Riders on the San Francisco Bay Area Rapid Transit District’s trains will be able to buy Wi-Fi Internet access on a network scheduled to cover all 104 miles (167 kilometers) of the rail system by 2011.
BART has signed a deal with startup Wi-Fi Rail to build out the network, which will be supported by subscriptions and offer brief bursts of surfing for free with commercials. Wi-Fi Rail estimates service will cost US$30 per month or $300 per year, with a per-day deal for $9 and two hours of service for $6 also available. Free service will offer about three and a half minutes of access, preceded by 30 seconds of video commercials, said Wi-Fi Rail spokesman Michael Hernandez.
Municipal Wi-Fi initiatives have had mixed success, notably in San Francisco, where EarthLink and Google dropped a closely watched plan to cover the city with Wi-Fi in 2007. But public transit systems such as BART, which thousands of commuters use every day, offer a captive audience that Wi-Fi Rail believes can support a high-speed wireless LAN.
All the subscribers on each car will share a 15M bps connection through a Cisco Systems access point on board, which in turn would connect to a trackside network. They will be able to use the service for corporate VPN (virtual private network) access an VoIP (voice over Internet Protocol) as well as regular browsing. The 15M bps speed has been achieved on trains going as fast as 81 miles per hour, and passengers have been able to send live streaming video from trains, according to Wi-Fi Rail.
Part of the network is already deployed, covering four stations in downtown San Francisco. Riders have been able to sign up for free service during more than a year of testing, and more than 15,000 have done so, according to Wi-Fi Rail. The service will remain free until the network covers all of San Francisco and Oakland, plus the tunnel beneath San Francisco Bay that connects the cities. The company expects to finish that deployment later this year. The rollout across the entire BART system is expected by 2011.
In addition to passenger Internet access, the system can be expanded with a parallel network to support public safety and security applications, customer information services and telemetry applications for maintenance, Wi-Fi Rail said.

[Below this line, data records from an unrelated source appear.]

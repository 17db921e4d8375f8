//! Error types for appgen.

use thiserror::Error;

#[derive(Debug, Error)]
pub enum Error {
    #[error("source detection failed: {0}")]
    SourceDetection(String),

    #[error("no build strategy matched source {0}")]
    NoStrategyMatch(String),

    #[error("resolver backend unavailable: {0}")]
    ResolverTransient(String),

    #[error("no match for image {0}")]
    ResolverNoMatch(String),

    #[error("unable to resolve image {0}")]
    Resolution(String),

    #[error("inconsistent pipeline: {0}")]
    PipelineConsistency(String),

    #[error("invalid {field}: {message}")]
    Validation { field: String, message: String },

    #[error("IO error: {0}")]
    Io(#[from] std::io::Error),

    #[error("encoding failed: {0}")]
    Encode(String),
}

impl Error {
    pub fn validation(field: impl Into<String>, message: impl Into<String>) -> Self {
        Self::Validation {
            field: field.into(),
            message: message.into(),
        }
    }

    /// Whether a resolver chain should move on to its next backend.
    pub fn is_skippable(&self) -> bool {
        matches!(
            self,
            Error::ResolverTransient(_) | Error::ResolverNoMatch(_) | Error::Resolution(_)
        )
    }
}

pub type Result<T> = std::result::Result<T, Error>;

Wi-Fi Rail says it has four patents pending on its network technology, but that the BART network will use standard components. On the downtown San Francisco test network, and another system on a BART test track, the company used two different technologies. On outdoor tracks, it used standard outdoor access points with line-of-site antennas as uplinks from the on-board access points. In tunnels, it used “leaky coax,” a deliberately unshielded cable. The company claims it will be the largest high-speed mobile Internet LAN in the U.S.
Wi-Fi Rail hopes to sell subscriptions to as many as 20 percent of regular BART riders. Total ridership on an average weekday is more than 350,000.